When Shevek asked, with some diffidence, if he might see the place where Odo was buried, they whisked him straight to the old cemetery in the Trans-Sua district. They even allowed newsmen to photograph him standing there in the shade of the great old willows, looking at the plain, well-kept tombstone:
Laia Aseio Odo
698-796
To be whole is to be part;
True voyage is return.
[Shevek] had come to love Urras, but what good was his yearning love? He was not part of it. Nor was he part of the world of his birth. The loneliness, the certainty of isolation that he had felt in his first hour aboard the Mindful rose up in him and asserted itself as his true condition, ignored, suppressed, but absolute.
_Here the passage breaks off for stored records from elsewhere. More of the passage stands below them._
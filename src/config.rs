use std::path::PathBuf;

/// Application-level constants
pub const APP_NAME: &str = "Dosewatch";
pub const APP_VERSION: &str = env!("CARGO_PKG_VERSION");

/// Default PubChem PUG REST base URL.
pub const DEFAULT_PUBCHEM_URL: &str = "https://pubchem.ncbi.nlm.nih.gov";

/// Timeout for external chemical-property lookups, in seconds.
pub const PUBCHEM_TIMEOUT_SECS: u64 = 5;

/// Default bind address for the HTTP server.
pub const DEFAULT_BIND_ADDR: &str = "127.0.0.1:8080";

/// Get the application data directory (~/Dosewatch/ on all platforms).
pub fn app_data_dir() -> PathBuf {
    let home = dirs::home_dir().expect("Cannot determine home directory");
    home.join("Dosewatch")
}

/// Database path: `DOSEWATCH_DB` env var, else ~/Dosewatch/dosewatch.db.
pub fn database_path() -> PathBuf {
    std::env::var("DOSEWATCH_DB")
        .map(PathBuf::from)
        .unwrap_or_else(|_| app_data_dir().join("dosewatch.db"))
}

/// Interaction-model artifact path: `DOSEWATCH_MODEL` env var,
/// else ~/Dosewatch/models/ddi_model.json.
pub fn model_path() -> PathBuf {
    std::env::var("DOSEWATCH_MODEL")
        .map(PathBuf::from)
        .unwrap_or_else(|_| app_data_dir().join("models").join("ddi_model.json"))
}

/// PubChem base URL override (`DOSEWATCH_PUBCHEM_URL`), for local mirrors.
pub fn pubchem_url() -> String {
    std::env::var("DOSEWATCH_PUBCHEM_URL").unwrap_or_else(|_| DEFAULT_PUBCHEM_URL.to_string())
}

/// HTTP bind address (`DOSEWATCH_BIND`).
pub fn bind_addr() -> String {
    std::env::var("DOSEWATCH_BIND").unwrap_or_else(|_| DEFAULT_BIND_ADDR.to_string())
}

/// Default tracing filter when RUST_LOG is unset.
pub fn default_log_filter() -> String {
    "info,dosewatch=debug".to_string()
}
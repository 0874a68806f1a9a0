//! Drug catalog seeding from the reference CSV.
//!
//! The CSV carries one row per (drug, substitute) pairing with the
//! drug's active ingredient list in a single free-text column, e.g.
//! `"Amoxycillin (500mg) + Clavulanic Acid (125mg)"`. Import is
//! idempotent: drugs and ingredients upsert by name, alternative rows
//! skip on duplicate.

use std::path::Path;
use std::sync::OnceLock;

use regex::Regex;
use rusqlite::Connection;
use uuid::Uuid;

use crate::db::repository::drug as drug_repo;
use crate::db::DatabaseError;
use crate::models::DrugAlternative;

#[derive(Debug, thiserror::Error)]
pub enum CatalogError {
    #[error("cannot read catalog file: {0}")]
    Csv(#[from] csv::Error),

    #[error("catalog file is missing the {0} column")]
    MissingColumn(&'static str),

    #[error(transparent)]
    Database(#[from] DatabaseError),
}

/// Counts reported by one import run.
#[derive(Debug, Default, Clone, Copy, PartialEq, Eq)]
pub struct ImportSummary {
    pub rows: usize,
    pub alternatives_inserted: usize,
    pub alternatives_skipped: usize,
}

fn parens() -> &'static Regex {
    static PARENS: OnceLock<Regex> = OnceLock::new();
    PARENS.get_or_init(|| Regex::new(r"\([^)]*\)").expect("hard-coded pattern"))
}

/// Split a free-text ingredient list into normalized ingredient names:
/// lowercased, dosage parentheticals stripped, `+`-separated.
pub fn parse_active_ingredients(raw: &str) -> Vec<String> {
    let lowered = raw.to_lowercase();
    let cleaned = parens().replace_all(&lowered, "");
    cleaned
        .split('+')
        .map(str::trim)
        .filter(|part| !part.is_empty())
        .map(str::to_string)
        .collect()
}

struct Columns {
    drug_name: usize,
    substitute: usize,
    ingredients: usize,
    atc_code: Option<usize>,
    match_score: Option<usize>,
    drug_class: Option<usize>,
    herbal_alternatives: Option<usize>,
}

impl Columns {
    fn from_headers(headers: &csv::StringRecord) -> Result<Self, CatalogError> {
        let find = |name: &str| headers.iter().position(|h| h.trim() == name);
        Ok(Self {
            drug_name: find("Drug_Name").ok_or(CatalogError::MissingColumn("Drug_Name"))?,
            substitute: find("substitute").ok_or(CatalogError::MissingColumn("substitute"))?,
            ingredients: find("Active_Ingredients")
                .or_else(|| find("Active_Ingredient"))
                .ok_or(CatalogError::MissingColumn("Active_Ingredients"))?,
            atc_code: find("ATC_Code"),
            match_score: find("Match_Score"),
            drug_class: find("Drug_Class"),
            herbal_alternatives: find("Herbal_Alternatives"),
        })
    }
}

fn non_empty(record: &csv::StringRecord, index: Option<usize>) -> Option<String> {
    let value = record.get(index?)?.trim();
    (!value.is_empty()).then(|| value.to_string())
}

/// Import the catalog CSV at `path` into the drug tables.
pub fn import_csv(conn: &Connection, path: &Path) -> Result<ImportSummary, CatalogError> {
    let mut reader = csv::Reader::from_path(path)?;
    let columns = Columns::from_headers(reader.headers()?)?;

    let mut summary = ImportSummary::default();
    for record in reader.records() {
        let record = record?;
        let Some(drug_name) = non_empty(&record, Some(columns.drug_name)) else {
            continue;
        };
        summary.rows += 1;

        let drug_id = drug_repo::upsert_drug(conn, &drug_name.to_lowercase())?;

        if let Some(raw) = non_empty(&record, Some(columns.ingredients)) {
            for ingredient in parse_active_ingredients(&raw) {
                let ingredient_id = drug_repo::upsert_ingredient(conn, &ingredient)?;
                drug_repo::link_drug_ingredient(conn, &drug_id, &ingredient_id)?;
            }
        }

        if let Some(substitute) = non_empty(&record, Some(columns.substitute)) {
            let alt = DrugAlternative {
                id: Uuid::new_v4(),
                drug_id,
                substitute: substitute.to_lowercase(),
                match_score: non_empty(&record, columns.match_score)
                    .and_then(|s| s.parse().ok()),
                drug_class: non_empty(&record, columns.drug_class),
                atc_code: non_empty(&record, columns.atc_code),
                herbal_alternatives: non_empty(&record, columns.herbal_alternatives),
            };
            if drug_repo::insert_alternative(conn, &alt)? {
                summary.alternatives_inserted += 1;
            } else {
                summary.alternatives_skipped += 1;
            }
        }
    }

    tracing::info!(
        path = %path.display(),
        rows = summary.rows,
        inserted = summary.alternatives_inserted,
        skipped = summary.alternatives_skipped,
        "Catalog import finished"
    );
    Ok(summary)
}

#[cfg(test)]
mod tests {
    use super::*;
    use crate::db::sqlite::open_memory_database;
    use std::io::Write;

    const CSV_HEADER: &str =
        "Drug_Name,substitute,Active_Ingredients,ATC_Code,Match_Score,Drug_Class,Herbal_Alternatives\n";

    fn write_csv(rows: &[&str]) -> tempfile::NamedTempFile {
        let mut file = tempfile::NamedTempFile::new().unwrap();
        file.write_all(CSV_HEADER.as_bytes()).unwrap();
        for row in rows {
            file.write_all(row.as_bytes()).unwrap();
            file.write_all(b"\n").unwrap();
        }
        file.flush().unwrap();
        file
    }

    #[test]
    fn parses_combination_with_dosage_parentheticals() {
        assert_eq!(
            parse_active_ingredients("Amoxycillin (500mg) + Clavulanic Acid (125mg)"),
            ["amoxycillin", "clavulanic acid"]
        );
    }

    #[test]
    fn parses_single_ingredient() {
        assert_eq!(parse_active_ingredients("Paracetamol (650mg)"), ["paracetamol"]);
        assert_eq!(parse_active_ingredients("Ibuprofen"), ["ibuprofen"]);
    }

    #[test]
    fn parse_drops_empty_parts() {
        assert!(parse_active_ingredients("").is_empty());
        assert!(parse_active_ingredients("(500mg)").is_empty());
        assert_eq!(parse_active_ingredients(" + Aspirin + "), ["aspirin"]);
    }

    #[test]
    fn import_links_drugs_ingredients_and_alternatives() {
        let conn = open_memory_database().unwrap();
        let file = write_csv(&[
            "Augmentin,Amoxiclav,Amoxycillin (500mg) + Clavulanic Acid (125mg),J01CR02,0.92,Penicillin,\"garlic, echinacea\"",
        ]);

        let summary = import_csv(&conn, file.path()).unwrap();
        assert_eq!(summary.rows, 1);
        assert_eq!(summary.alternatives_inserted, 1);

        let drug = drug_repo::find_drug_by_name(&conn, "augmentin").unwrap().unwrap();
        let ingredients = drug_repo::ingredients_for_drug(&conn, &drug.id).unwrap();
        let names: Vec<_> = ingredients.iter().map(|i| i.name.as_str()).collect();
        assert_eq!(names, ["amoxycillin", "clavulanic acid"]);

        let alternatives = drug_repo::alternatives_for_drug(&conn, &drug.id).unwrap();
        assert_eq!(alternatives.len(), 1);
        assert_eq!(alternatives[0].substitute, "amoxiclav");
        assert_eq!(alternatives[0].match_score, Some(0.92));
        assert_eq!(alternatives[0].atc_code.as_deref(), Some("J01CR02"));
        assert_eq!(
            alternatives[0].herbal_alternatives.as_deref(),
            Some("garlic, echinacea")
        );
    }

    #[test]
    fn reimport_is_idempotent() {
        let conn = open_memory_database().unwrap();
        let file = write_csv(&["Augmentin,Amoxiclav,Amoxycillin,J01CR02,0.92,Penicillin,"]);

        import_csv(&conn, file.path()).unwrap();
        let second = import_csv(&conn, file.path()).unwrap();
        assert_eq!(second.alternatives_inserted, 0);
        assert_eq!(second.alternatives_skipped, 1);

        let drug = drug_repo::find_drug_by_name(&conn, "augmentin").unwrap().unwrap();
        assert_eq!(drug_repo::alternatives_for_drug(&conn, &drug.id).unwrap().len(), 1);
    }

    #[test]
    fn accepts_singular_ingredient_header() {
        let conn = open_memory_database().unwrap();
        let mut file = tempfile::NamedTempFile::new().unwrap();
        file.write_all(b"Drug_Name,substitute,Active_Ingredient\nPanadol,Calpol,Paracetamol\n")
            .unwrap();
        file.flush().unwrap();

        import_csv(&conn, file.path()).unwrap();
        assert!(drug_repo::find_ingredient_by_name(&conn, "paracetamol").unwrap().is_some());
    }

    #[test]
    fn missing_required_column_is_reported() {
        let conn = open_memory_database().unwrap();
        let mut file = tempfile::NamedTempFile::new().unwrap();
        file.write_all(b"Drug_Name,substitute\nPanadol,Calpol\n").unwrap();
        file.flush().unwrap();

        let result = import_csv(&conn, file.path());
        assert!(matches!(result, Err(CatalogError::MissingColumn("Active_Ingredients"))));
    }

    #[test]
    fn rows_without_drug_name_are_skipped() {
        let conn = open_memory_database().unwrap();
        let file = write_csv(&[",Orphan,Paracetamol,,,,", "Panadol,Calpol,Paracetamol,,,,"]);

        let summary = import_csv(&conn, file.path()).unwrap();
        assert_eq!(summary.rows, 1);
    }
}
pub mod repository;
pub mod sqlite;

pub use repository::*;
pub use sqlite::*;

use thiserror::Error;

#[derive(Error, Debug)]
pub enum DatabaseError {
    #[error("SQLite error: {0}")]
    Sqlite(#[from] rusqlite::Error),

    #[error("Entity not found: {entity_type} with id {id}")]
    NotFound { entity_type: String, id: String },

    #[error("Migration failed at version {version}: {reason}")]
    MigrationFailed { version: i64, reason: String },

    #[error("Constraint violated: {0}")]
    ConstraintViolation(String),
}
//! Direct pairwise interaction query.

use axum::extract::State;
use axum::Json;
use serde::{Deserialize, Serialize};

use crate::api::error::ApiError;
use crate::api::types::{ApiContext, AuthUser};
use crate::ddi::resolver::resolve_single;
use crate::ddi::severity::classify_severity;
use crate::ddi::{RiskTier, StructureSource};

#[derive(Deserialize)]
pub struct InteractionRequest {
    pub drug_a: String,
    pub drug_b: String,
}

#[derive(Serialize)]
pub struct SourceInfo {
    pub drug_a: StructureSource,
    pub drug_b: StructureSource,
}

#[derive(Serialize)]
pub struct InteractionResponse {
    pub drug_a: String,
    pub drug_b: String,
    pub interaction_probability: f64,
    pub risk_level: RiskTier,
    pub source: SourceInfo,
}

/// `POST /api/interactions` — score one explicit drug pair.
///
/// Both sides must resolve to a structure before the scorer is invoked;
/// an unresolvable side is a 400, an unloaded model a 503.
pub async fn check(
    State(ctx): State<ApiContext>,
    AuthUser(_user_id): AuthUser,
    Json(req): Json<InteractionRequest>,
) -> Result<Json<InteractionResponse>, ApiError> {
    let drug_a = req.drug_a.trim().to_string();
    let drug_b = req.drug_b.trim().to_string();
    if drug_a.is_empty() || drug_b.is_empty() {
        return Err(ApiError::BadRequest("drug_a and drug_b are required".into()));
    }

    let (repr_a, source_a) = resolve_single(&ctx.db, &ctx.pubchem, &drug_a)
        .await?
        .ok_or_else(|| {
            ApiError::BadRequest(format!("Could not resolve a structure for '{drug_a}'"))
        })?;
    let (repr_b, source_b) = resolve_single(&ctx.db, &ctx.pubchem, &drug_b)
        .await?
        .ok_or_else(|| {
            ApiError::BadRequest(format!("Could not resolve a structure for '{drug_b}'"))
        })?;

    let probability = ctx.scorer.score(&repr_a, &repr_b)?;
    Ok(Json(InteractionResponse {
        drug_a,
        drug_b,
        interaction_probability: probability,
        risk_level: classify_severity(probability),
        source: SourceInfo {
            drug_a: source_a,
            drug_b: source_b,
        },
    }))
}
He was alone here because he came from a self-exiled society. He had always been alone on his own world because he had exiled himself from his society. And he had been fool enough to think that he might serve to bring together two worlds to which he did not belong.
“The law of existence is struggle—competition—elimination of the weak—a ruthless war for survival. And I want to see the best survive. The kind of humanity I know. The Cetians. You and I: Urras and Anarres. We’re ahead of them now, all those Hainish and Terrans and whatever else they call themselves, and we’ve got to stay ahead of them. They brought us the interstellar drive, but we’re making better interstellar ships now than they are. When you come to release your Theory, I earnestly hope you’ll think of your duty to your own people, your own kind. Of what loyalty means, and to whom it’s due.”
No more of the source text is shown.